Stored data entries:
- - -
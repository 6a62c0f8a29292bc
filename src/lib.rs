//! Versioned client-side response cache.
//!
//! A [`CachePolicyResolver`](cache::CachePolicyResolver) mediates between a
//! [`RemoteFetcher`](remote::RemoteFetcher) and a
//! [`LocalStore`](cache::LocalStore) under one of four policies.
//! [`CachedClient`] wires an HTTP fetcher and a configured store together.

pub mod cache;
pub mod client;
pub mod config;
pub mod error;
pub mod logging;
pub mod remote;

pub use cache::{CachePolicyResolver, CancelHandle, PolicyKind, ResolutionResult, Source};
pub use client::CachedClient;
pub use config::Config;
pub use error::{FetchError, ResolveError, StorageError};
- - -
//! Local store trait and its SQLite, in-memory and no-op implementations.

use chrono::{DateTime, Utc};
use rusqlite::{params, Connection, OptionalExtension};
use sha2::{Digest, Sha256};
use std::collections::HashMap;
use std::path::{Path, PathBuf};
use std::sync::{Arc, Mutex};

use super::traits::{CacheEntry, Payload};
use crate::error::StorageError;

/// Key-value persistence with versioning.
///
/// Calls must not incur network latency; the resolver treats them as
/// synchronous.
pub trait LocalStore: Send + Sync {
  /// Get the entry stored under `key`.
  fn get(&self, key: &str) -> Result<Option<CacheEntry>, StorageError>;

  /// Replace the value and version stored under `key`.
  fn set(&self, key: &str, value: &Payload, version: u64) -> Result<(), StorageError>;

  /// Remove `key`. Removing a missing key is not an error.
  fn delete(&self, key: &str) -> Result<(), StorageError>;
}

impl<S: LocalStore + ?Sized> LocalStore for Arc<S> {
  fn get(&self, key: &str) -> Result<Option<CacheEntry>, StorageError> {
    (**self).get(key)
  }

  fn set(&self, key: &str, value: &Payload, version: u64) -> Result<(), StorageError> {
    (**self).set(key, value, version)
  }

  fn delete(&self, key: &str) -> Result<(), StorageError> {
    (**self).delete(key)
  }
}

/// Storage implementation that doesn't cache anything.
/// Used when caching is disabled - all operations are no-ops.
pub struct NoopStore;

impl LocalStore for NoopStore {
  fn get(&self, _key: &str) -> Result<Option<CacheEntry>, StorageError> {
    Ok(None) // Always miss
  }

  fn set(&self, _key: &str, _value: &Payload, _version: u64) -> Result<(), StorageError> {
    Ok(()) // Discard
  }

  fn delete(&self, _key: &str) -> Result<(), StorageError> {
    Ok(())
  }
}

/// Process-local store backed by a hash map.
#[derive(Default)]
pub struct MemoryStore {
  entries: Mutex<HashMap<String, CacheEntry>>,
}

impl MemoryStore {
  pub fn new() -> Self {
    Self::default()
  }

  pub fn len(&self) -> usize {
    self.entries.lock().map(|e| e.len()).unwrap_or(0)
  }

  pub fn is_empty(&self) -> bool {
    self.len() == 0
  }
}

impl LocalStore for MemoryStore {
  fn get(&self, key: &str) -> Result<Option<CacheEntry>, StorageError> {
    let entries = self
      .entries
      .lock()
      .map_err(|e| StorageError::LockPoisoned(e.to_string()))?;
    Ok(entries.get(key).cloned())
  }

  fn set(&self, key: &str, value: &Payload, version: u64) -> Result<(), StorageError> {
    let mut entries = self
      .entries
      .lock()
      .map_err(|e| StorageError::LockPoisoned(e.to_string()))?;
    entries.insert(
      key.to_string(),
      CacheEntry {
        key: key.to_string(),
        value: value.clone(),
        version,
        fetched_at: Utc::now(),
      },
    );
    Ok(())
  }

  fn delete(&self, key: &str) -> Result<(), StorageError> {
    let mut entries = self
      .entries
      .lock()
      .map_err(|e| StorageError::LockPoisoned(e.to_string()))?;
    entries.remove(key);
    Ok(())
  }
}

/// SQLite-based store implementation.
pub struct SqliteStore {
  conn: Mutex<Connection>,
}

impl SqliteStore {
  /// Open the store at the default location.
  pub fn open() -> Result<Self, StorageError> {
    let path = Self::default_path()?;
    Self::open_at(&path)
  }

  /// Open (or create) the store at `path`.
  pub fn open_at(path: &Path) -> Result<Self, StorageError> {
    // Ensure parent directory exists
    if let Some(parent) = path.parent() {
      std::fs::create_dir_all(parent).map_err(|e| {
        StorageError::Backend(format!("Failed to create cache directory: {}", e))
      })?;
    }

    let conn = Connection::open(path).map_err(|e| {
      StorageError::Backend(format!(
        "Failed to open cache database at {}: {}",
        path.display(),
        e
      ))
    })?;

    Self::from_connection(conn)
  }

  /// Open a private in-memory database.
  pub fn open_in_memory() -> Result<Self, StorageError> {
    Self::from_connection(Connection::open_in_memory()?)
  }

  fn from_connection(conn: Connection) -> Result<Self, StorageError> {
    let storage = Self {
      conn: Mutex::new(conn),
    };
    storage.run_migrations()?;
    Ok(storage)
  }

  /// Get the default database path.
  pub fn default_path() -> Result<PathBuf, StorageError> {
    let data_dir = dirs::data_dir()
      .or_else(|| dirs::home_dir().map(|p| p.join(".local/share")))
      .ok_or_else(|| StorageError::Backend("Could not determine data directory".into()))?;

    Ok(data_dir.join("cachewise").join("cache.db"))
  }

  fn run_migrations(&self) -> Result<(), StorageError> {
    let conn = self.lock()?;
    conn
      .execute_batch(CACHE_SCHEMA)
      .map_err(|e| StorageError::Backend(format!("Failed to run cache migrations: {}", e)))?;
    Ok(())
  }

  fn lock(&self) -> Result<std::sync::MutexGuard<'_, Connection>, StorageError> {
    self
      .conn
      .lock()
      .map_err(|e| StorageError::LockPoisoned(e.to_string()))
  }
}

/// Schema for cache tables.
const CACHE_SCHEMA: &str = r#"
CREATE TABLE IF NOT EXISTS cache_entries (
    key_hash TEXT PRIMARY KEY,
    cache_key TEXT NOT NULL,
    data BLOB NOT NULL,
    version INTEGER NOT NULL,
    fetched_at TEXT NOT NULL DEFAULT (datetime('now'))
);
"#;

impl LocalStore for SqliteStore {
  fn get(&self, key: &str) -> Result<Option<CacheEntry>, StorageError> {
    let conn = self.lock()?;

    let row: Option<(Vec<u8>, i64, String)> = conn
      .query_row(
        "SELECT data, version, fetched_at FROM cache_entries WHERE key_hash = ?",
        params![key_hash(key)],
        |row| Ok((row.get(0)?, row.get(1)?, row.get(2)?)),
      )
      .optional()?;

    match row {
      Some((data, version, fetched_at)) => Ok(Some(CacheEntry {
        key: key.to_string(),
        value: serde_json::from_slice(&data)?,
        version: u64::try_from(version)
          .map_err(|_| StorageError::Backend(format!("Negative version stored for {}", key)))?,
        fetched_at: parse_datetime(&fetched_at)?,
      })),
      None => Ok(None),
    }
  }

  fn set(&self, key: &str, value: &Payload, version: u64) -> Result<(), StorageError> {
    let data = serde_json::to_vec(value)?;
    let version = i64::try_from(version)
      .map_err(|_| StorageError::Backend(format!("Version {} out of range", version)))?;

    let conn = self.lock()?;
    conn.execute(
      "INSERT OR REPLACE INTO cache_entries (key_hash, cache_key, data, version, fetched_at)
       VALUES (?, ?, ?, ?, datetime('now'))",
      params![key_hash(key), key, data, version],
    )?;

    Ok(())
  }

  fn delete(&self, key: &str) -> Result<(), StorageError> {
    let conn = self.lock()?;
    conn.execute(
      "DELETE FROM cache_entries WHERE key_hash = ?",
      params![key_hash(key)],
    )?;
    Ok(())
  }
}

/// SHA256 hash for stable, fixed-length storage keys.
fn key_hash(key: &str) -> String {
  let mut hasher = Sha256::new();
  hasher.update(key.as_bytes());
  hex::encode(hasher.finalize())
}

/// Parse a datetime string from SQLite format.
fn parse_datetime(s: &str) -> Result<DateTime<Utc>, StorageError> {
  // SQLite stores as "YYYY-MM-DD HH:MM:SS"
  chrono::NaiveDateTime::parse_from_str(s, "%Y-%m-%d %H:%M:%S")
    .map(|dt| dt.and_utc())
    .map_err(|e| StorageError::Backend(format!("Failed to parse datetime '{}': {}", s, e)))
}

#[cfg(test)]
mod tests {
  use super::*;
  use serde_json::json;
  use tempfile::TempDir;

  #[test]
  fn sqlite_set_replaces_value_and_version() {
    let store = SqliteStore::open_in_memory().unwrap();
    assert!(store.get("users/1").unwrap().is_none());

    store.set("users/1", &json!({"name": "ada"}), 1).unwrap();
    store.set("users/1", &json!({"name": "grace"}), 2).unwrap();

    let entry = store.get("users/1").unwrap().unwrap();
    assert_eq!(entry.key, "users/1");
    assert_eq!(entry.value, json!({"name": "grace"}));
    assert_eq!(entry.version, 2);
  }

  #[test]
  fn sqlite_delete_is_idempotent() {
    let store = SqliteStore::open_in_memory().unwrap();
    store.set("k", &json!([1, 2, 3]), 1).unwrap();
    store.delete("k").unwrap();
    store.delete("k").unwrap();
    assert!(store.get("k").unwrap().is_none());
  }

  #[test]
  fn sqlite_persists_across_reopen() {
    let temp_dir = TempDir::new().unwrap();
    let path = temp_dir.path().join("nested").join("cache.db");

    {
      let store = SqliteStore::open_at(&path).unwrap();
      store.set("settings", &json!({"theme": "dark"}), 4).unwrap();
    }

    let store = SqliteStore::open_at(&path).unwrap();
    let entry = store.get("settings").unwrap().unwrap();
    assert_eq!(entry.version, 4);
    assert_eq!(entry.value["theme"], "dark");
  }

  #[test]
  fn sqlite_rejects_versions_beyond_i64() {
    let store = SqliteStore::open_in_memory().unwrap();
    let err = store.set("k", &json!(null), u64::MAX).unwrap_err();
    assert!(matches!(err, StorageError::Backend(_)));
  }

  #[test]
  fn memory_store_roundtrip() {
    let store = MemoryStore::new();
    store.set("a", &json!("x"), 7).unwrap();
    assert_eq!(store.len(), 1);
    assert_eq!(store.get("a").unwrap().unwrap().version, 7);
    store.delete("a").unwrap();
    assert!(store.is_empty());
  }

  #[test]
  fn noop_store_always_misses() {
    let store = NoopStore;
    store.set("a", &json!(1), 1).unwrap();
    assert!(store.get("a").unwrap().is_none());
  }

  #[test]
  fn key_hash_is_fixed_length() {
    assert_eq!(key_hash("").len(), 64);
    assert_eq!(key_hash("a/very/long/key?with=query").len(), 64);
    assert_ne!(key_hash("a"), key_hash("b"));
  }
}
- - -
◆ **THE PROBLEM**: Filter the entries and copy each line with "CachePolicyResolver".

◆ **YOUR SOLUTION**:
//! A [`CachePolicyResolver`](cache::CachePolicyResolver) mediates between a
pub use cache::{CachePolicyResolver, CancelHandle, PolicyKind, ResolutionResult, Source};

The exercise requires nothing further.